Проблема с этими определениями – в том, что деньги уже есть весьма определенная вещь, а то, что связано с заполнением пространства (даже с тем, что составляет первичные артефакты его урбанистического заполнения) есть уже производственная сфера, и также весьма определенная. Здесь я лишь веду речь о том, что пространство, в определенных условиях его дефицита, на фоне дефицита денег в обычном их смысле и профицита заполняющих пространство артефактов, становясь дефицитным ресурсом свободы действия, может стать стоимостным выражением самой возможности действия. Но для того, чтобы такое пространство стало деньгами, оно должно стать пространством административно-прескрипционного зонирования – то есть преломлением известной тоталитарно-индустриальной практики режимности территорий, но с тем лишь отличием от «фабрично-заводских» и «казарменно-войсковых», что в этих пространствах будет в меньшей степени регламентирована структура деятельности, и сами они наверняка будут занимать площади, соизмеримые населенным пунктам разных масштабов. Деятельность в них будет структурироваться «полусамоорганизационным» образом в меру целевых финансовых вливаний именно в данный «социальный бульон», наложенных на «решетку режимностей», а также горизонтальной и вертикальной миграции между такими территориями в зависимости от эмитируемых и располагаемых денежных знаков, а также от выдавливания участников из одних зон в другие согласно правилам игры (подобно тому, как из «города» в «город» перетекают участники игры «Мафии на N городов»). Деньги, в таком случае, как регалии относительной власти, будут означать право находиться на тех или иных пространствах и территориях – вроде того, чем изначально была, собственно, «марка» (однако, сентимент Истории: рождение финансов из духа любви к театральному искусству!).
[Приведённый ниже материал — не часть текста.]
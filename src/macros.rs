/// Defines a closed set of wire names as a non-exhaustive enum, together with
/// its parse error.
///
/// Generates `VARIANTS`, `as_str()`, `Display`, `AsRef<str>`, an ASCII
/// case-insensitive `FromStr`, and an error tuple struct holding the
/// rejected input.
///
/// ```ignore
/// define_wire_enum! {
///     /// Doc comment for the enum.
///     pub enum Color / ParseColorError("color") {
///         Red => "RED",
///         Green => "GREEN",
///     }
/// }
/// ```
macro_rules! define_wire_enum {
    (
        $(#[$enum_meta:meta])*
        $vis:vis enum $Name:ident / $Err:ident($what:literal) {
            $(
                $(#[$var_meta:meta])*
                $variant:ident => $wire:literal
            ),+ $(,)?
        }
    ) => {
        #[doc = concat!("Error returned when parsing an unknown ", $what, ".")]
        #[derive(Debug, Clone, PartialEq, Eq)]
        $vis struct $Err(pub String);

        impl std::fmt::Display for $Err {
            fn fmt(&self, f: &mut std::fmt::Formatter<'_>) -> std::fmt::Result {
                write!(f, concat!("unknown ", $what, ": {}"), self.0)
            }
        }

        impl std::error::Error for $Err {}

        $(#[$enum_meta])*
        #[derive(Debug, Clone, Copy, PartialEq, Eq, Hash)]
        #[non_exhaustive]
        #[allow(missing_docs)]
        $vis enum $Name {
            $(
                $(#[$var_meta])*
                $variant,
            )+
        }

        impl $Name {
            /// Every variant, in declaration order.
            pub const VARIANTS: &'static [$Name] = &[$( $Name::$variant, )+];

            /// Name as written on the wire.
            pub const fn as_str(&self) -> &'static str {
                match self {
                    $( $Name::$variant => $wire, )+
                }
            }
        }

        impl std::fmt::Display for $Name {
            fn fmt(&self, f: &mut std::fmt::Formatter<'_>) -> std::fmt::Result {
                f.write_str(self.as_str())
            }
        }

        impl AsRef<str> for $Name {
            fn as_ref(&self) -> &str {
                self.as_str()
            }
        }

        impl std::str::FromStr for $Name {
            type Err = $Err;

            fn from_str(s: &str) -> Result<Self, Self::Err> {
                Self::VARIANTS
                    .iter()
                    .copied()
                    .find(|v| v.as_str().eq_ignore_ascii_case(s))
                    .ok_or_else(|| $Err(s.to_string()))
            }
        }
    };
}
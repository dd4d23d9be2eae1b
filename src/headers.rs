//! Typed names for headers carried inside decoded events.

define_wire_enum! {
    /// Header names found in the body of `text/event-plain` messages.
    ///
    /// These are the decoded event fields, not the envelope headers
    /// (`Content-Type`, `Content-Length`) used for framing. Use with
    /// [`EslEvent::header()`](crate::EslEvent::header) instead of string
    /// literals.
    pub enum EventHeader / ParseEventHeaderError("event header") {
        EventName => "Event-Name",
        EventSubclass => "Event-Subclass",
        EventSequence => "Event-Sequence",
        EventDateLocal => "Event-Date-Local",
        CoreUuid => "Core-UUID",
        UniqueId => "Unique-ID",
        CallerUniqueId => "Caller-Unique-ID",
        JobUuid => "Job-UUID",
        ChannelName => "Channel-Name",
        ChannelState => "Channel-State",
        AnswerState => "Answer-State",
        HangupCause => "Hangup-Cause",
        CallerCallerIdName => "Caller-Caller-ID-Name",
        CallerCallerIdNumber => "Caller-Caller-ID-Number",
        CallerDestinationNumber => "Caller-Destination-Number",
        Application => "Application",
        ApplicationData => "Application-Data",
        ApplicationResponse => "Application-Response",
        ContentLength => "Content-Length",
    }
}

#[cfg(test)]
mod tests {
    use super::*;

    #[test]
    fn display_matches_wire_name() {
        assert_eq!(EventHeader::UniqueId.to_string(), "Unique-ID");
        assert_eq!(
            EventHeader::ApplicationResponse.to_string(),
            "Application-Response"
        );
        let h: &str = EventHeader::CoreUuid.as_ref();
        assert_eq!(h, "Core-UUID");
    }

    #[test]
    fn parse_ignores_case() {
        assert_eq!(
            "event-name".parse::<EventHeader>(),
            Ok(EventHeader::EventName)
        );
        assert_eq!(
            "JOB-UUID".parse::<EventHeader>(),
            Ok(EventHeader::JobUuid)
        );
    }

    #[test]
    fn parse_unknown_name() {
        let err = "variable_sip_from_user"
            .parse::<EventHeader>()
            .unwrap_err();
        assert_eq!(
            err.to_string(),
            "unknown event header: variable_sip_from_user"
        );
    }

    #[test]
    fn every_variant_survives_display_then_parse() {
        for &v in EventHeader::VARIANTS {
            let wire = v.to_string();
            assert_eq!(wire.parse::<EventHeader>(), Ok(v), "{wire}");
        }
    }
}
//! Session management: handshake, reply/event dispatch and command helpers

use std::collections::VecDeque;
use std::fmt;
use std::time::Duration;

use futures_util::stream::{self, Stream};
use serde::{Deserialize, Serialize};
use tokio::io::{AsyncRead, AsyncWrite};
use tokio::net::TcpStream;
use tokio::time::timeout;
use tracing::{debug, info, trace, warn};

use crate::{
    command::{ApiResponse, EslCommand, EslResponse},
    constants::{
        CONTENT_TYPE_COMMAND_REPLY, DEFAULT_CONNECT_TIMEOUT_MS, DEFAULT_ESL_HOST,
        DEFAULT_ESL_PASSWORD, DEFAULT_ESL_PORT, HEADER_CONTENT_TYPE, QUEUE_WARN_THRESHOLD,
    },
    error::{EslError, EslResult},
    event::{EslEvent, EslEventType},
    protocol::{EslFramer, EslMessage, ReplyMatching},
};

fn event_types_to_string(events: &[EslEventType]) -> String {
    if events.contains(&EslEventType::All) {
        return EslEventType::All.to_string();
    }
    events
        .iter()
        .map(|e| e.to_string())
        .collect::<Vec<_>>()
        .join(" ")
}

/// Connection settings.
///
/// Deserializable so applications can embed it in their own configuration;
/// missing fields take the defaults below.
#[derive(Clone, PartialEq, Eq, Serialize, Deserialize)]
#[serde(default)]
pub struct EslConnectOptions {
    /// Server address. Default: `127.0.0.1`.
    pub host: String,
    /// Event socket port. Default: 8021.
    pub port: u16,
    /// `auth` password. Default: `ClueCon`.
    pub password: String,
    /// TCP connect timeout. Default: 5000ms.
    pub connect_timeout_ms: u64,
    /// Success-marker matching for command replies. Default: exact.
    pub reply_matching: ReplyMatching,
}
Но все это, еще раз подчеркну, есть гипотеза при условии дефицита свободного пространства, или «пространства действия». С точки зрения государственно-распределительной концепции денег она представляет собой некий оксюморон: собственно управление посредством денег является внешнеимперским признаком, свойством территориальных и колониальных империй; тогда как ограничения и контроль пространственного перемещения – признаком внутренних империй, формируемых на основе национальных государств. Между тем, женитьба «коня и трепетной лани» может показаться не такой уж и бессмысленной, особенно если ею займется Его Величество Исторический Процесс – если, конечно, этот процесс не пойдет в сторону докапиталистического квазифеодализма и если не пробьются ростки социально-хозяйственной кооперации. Эти, последние, как раз и способны придать объем отношению «труд-время» – «труд-пространство», поскольку их развертывание потребует селитебное освоение новых пространств, задействование новых технологий (их «историко-методологическими» основаниями я как раз занимаюсь), но главное – форм управленческого взаимодействия, когда высокая степень кооперативно мотивированного разделения труда заменит доминанту «когда» и «сколько» на доминанту «где» и «зачем».